Readers of the blogs came back to one systemic issue - leadership. A couple of recent Harvard articles might hold the answer to the leadership question.  The article, Are You Ready to Manage in an Irrational World?, is a kind of primer for the second.

I particularly like this quote: “Instead of a management philosophy centered around the manager as the play-caller, assigning tasks and motivating people to carry them out, we are told by the neuroscientists that the new management job is one of facilitating more of a customized, do-it-yourself process centered around each newly-energized employee, one centered on questions (often leading) rather than direction.”

1.       From Play Caller to Context Provider

The new leadership calls for people to help paint a picture and create a context that allows the proverbial light bulb to go off in employees’ heads so that they instinctively know what to do.

M
any of you are or should be aware of Beth Israel Deaconess CEO Paul Levy’s blog, Running a Hospital.  The transparency and truthfulness of that blog has pulled the medical center out of some precarious situations. That same style has led to the turnaround of the hospital, one that was facing dire straights when Levy took the helm. He laid it on the line to his management that things were dire and layoffs were imminent unless they could find creative ways to stem the tide. He offered some suggestions but they were not mandates. He was creating context and his employees ultimately transcended any solutions that he alone or his top
lieutenants would have devised.  

2.       From Check Lists to Collaboration

The second article,
Leadership in a (Permanent) Crisis, takes the stance that economy recovers, things won't return to normal and a different mode of leadership will be required.  That leadership will embrace staff empowerment, collaboration and shared problem solving. 

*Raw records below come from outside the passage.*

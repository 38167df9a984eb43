//! Content-addressed blob files for raw source bytes.
//!
//! Blobs live under one root directory at `{user_id}/{content_hash}`. The
//! path is a pure function of owner and content, so writing the same bytes
//! twice lands on the same file with identical content and ingest stays
//! idempotent even if an earlier attempt died between blob write and row
//! insert.

use std::path::PathBuf;

use lore_core::{Error, Result};
use sha2::{Digest, Sha256};
use uuid::Uuid;

/// SHA-256 of `bytes`, lowercase hex.
pub fn content_hash(bytes: &[u8]) -> String {
  hex::encode(Sha256::digest(bytes))
}

/// Blob path relative to the blob root.
pub fn locator(user_id: Uuid, content_hash: &str) -> String {
  format!("{}/{content_hash}", user_id.hyphenated())
}

/// Filesystem blob storage rooted at one directory.
#[derive(Debug, Clone)]
pub struct BlobStore {
  root: PathBuf,
}

impl BlobStore {
  pub fn new(root: impl Into<PathBuf>) -> Self {
    Self { root: root.into() }
  }

  fn path_for(&self, locator: &str) -> PathBuf {
    self.root.join(locator)
  }

  /// Write `bytes` at `locator`, creating parent directories as needed.
  /// Overwrites are harmless: the locator names the content.
  pub async fn write(&self, locator: &str, bytes: &[u8]) -> Result<()> {
    let path = self.path_for(locator);
    if let Some(parent) = path.parent() {
      tokio::fs::create_dir_all(parent).await.map_err(Error::storage)?;
    }
    tokio::fs::write(&path, bytes).await.map_err(Error::storage)
  }

  /// Read the bytes at `locator`. A missing blob behind a persisted Source
  /// row is a storage failure, not a not-found.
  pub async fn read(&self, locator: &str) -> Result<Vec<u8>> {
    tokio::fs::read(self.path_for(locator))
      .await
      .map_err(|e| Error::Storage(format!("blob {locator}: {e}")))
  }
}

#[cfg(test)]
mod tests {
  use super::*;

  #[test]
  fn hash_is_stable_lowercase_hex() {
    let hash = content_hash(b"hello world");
    assert_eq!(
      hash,
      "b94d27b9934d3e08a52e52d7da7dabfac484efe37a5380ee9088f7ace2efcde9"
    );
  }

  #[test]
  fn locator_is_user_scoped() {
    let user = Uuid::from_u128(7);
    let hash = content_hash(b"x");
    let loc = locator(user, &hash);
    assert!(loc.starts_with("00000000-0000-0000-0000-000000000007/"));
    assert!(loc.ends_with(&hash));
  }

  #[tokio::test]
  async fn write_then_read_round_trips() {
    let dir = tempfile::tempdir().expect("tempdir");
    let blobs = BlobStore::new(dir.path());

    let loc = locator(Uuid::from_u128(7), &content_hash(b"payload"));
    blobs.write(&loc, b"payload").await.expect("write");
    assert_eq!(blobs.read(&loc).await.expect("read"), b"payload");

    // second write of the same content is a no-op in effect
    blobs.write(&loc, b"payload").await.expect("rewrite");
    assert_eq!(blobs.read(&loc).await.expect("read"), b"payload");
  }

  #[tokio::test]
  async fn missing_blob_is_a_storage_error() {
    let dir = tempfile::tempdir().expect("tempdir");
    let blobs = BlobStore::new(dir.path());
    let err = blobs.read("nope/missing").await.unwrap_err();
    assert!(matches!(err, Error::Storage(_)));
  }
}
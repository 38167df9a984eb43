//! Core types and trait definitions for the Lore truth store.
//!
//! This crate is deliberately free of HTTP and database dependencies.
//! All other crates depend on it; it depends on nothing heavier than serde.

pub mod entity;
pub mod error;
pub mod observation;
pub mod run;
pub mod schema;
pub mod snapshot;
pub mod source;
pub mod store;
pub mod timeline;

pub use error::{Error, ErrorCode, Result};
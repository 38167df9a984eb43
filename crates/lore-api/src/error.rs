//! API error type mapping the core taxonomy onto HTTP.
//!
//! Every failure crosses the wire as
//! `{"error": {"code", "message", "retryable"}}` with the status code
//! determined by the taxonomy variant, so agent clients can branch on `code`
//! without parsing messages.

use axum::{
  Json,
  http::StatusCode,
  response::{IntoResponse, Response},
};
use lore_core::{Error, ErrorCode};
use serde_json::json;
use thiserror::Error as ThisError;

/// An error returned by an API handler. Thin wrapper so the core error can
/// implement [`IntoResponse`] from this crate.
#[derive(Debug, ThisError)]
#[error(transparent)]
pub struct ApiError(#[from] pub Error);

impl ApiError {
  pub fn validation(message: impl Into<String>) -> Self {
    Self(Error::Validation(message.into()))
  }
}

fn status_for(code: ErrorCode) -> StatusCode {
  match code {
    ErrorCode::FailedStorage => StatusCode::SERVICE_UNAVAILABLE,
    ErrorCode::SchemaViolation => StatusCode::UNPROCESSABLE_ENTITY,
    ErrorCode::QuotaExceeded => StatusCode::TOO_MANY_REQUESTS,
    ErrorCode::AccessDenied => StatusCode::FORBIDDEN,
    ErrorCode::MergeConflict => StatusCode::CONFLICT,
    ErrorCode::ValidationError => StatusCode::BAD_REQUEST,
    ErrorCode::NotFound => StatusCode::NOT_FOUND,
  }
}

impl IntoResponse for ApiError {
  fn into_response(self) -> Response {
    let code = self.0.code();
    let body = json!({
      "error": {
        "code":      code.as_str(),
        "message":   self.0.to_string(),
        "retryable": self.0.retryable(),
      }
    });
    (status_for(code), Json(body)).into_response()
  }
}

Much of healthcare is based on rules and regulations that purport to improve quality of care but may not necessarily improve quality of life.  When you have “your” job and “your” checklist to do there is often tunnel vision of what it all means to the whole.  So after creating context, leaders must allow others to work together to problem solve.

Levy at first asked hospital management to take cuts in salary to save lower salaried jobs.  It was applauded but it was only the tip.  Seeing the context, people went back and working across disciplines figured out other ways to create efficiencies and cut costs.

3.       From I Have to Do It to I Want to Do It

Fundamental shifts come from self-driven authentic change by empowered people.  You can see this in your own life.  When you are passionate about something, where you have come to a belief for yourself, when you understand the bigger picture – how much faster does change take place?  A whole lot.  You change because you want to change.  

Leaders need to create context that shows how change not only benefits the community at large but also offers fulfillment for every individual.  It is not a “WIFM” mentality, maybe more of a win-win mentality.  Ultimately it is about understanding the higher calling, the basic purpose, of healing and providing hope and comfort that first drew most to the field.

Are you one of the new leaders?  Whether you are running a hospital or a nursing home or a marketing department, you can step forward. Create context. Paint the picture.  Remember the ultimate reason for why you do what you do.  Then step out of the way and empower people to figure things out collaboratively.

It is not for the feint of heart.  It may require checking egos at the door.  But hey folks we’re not in Kansas anymore.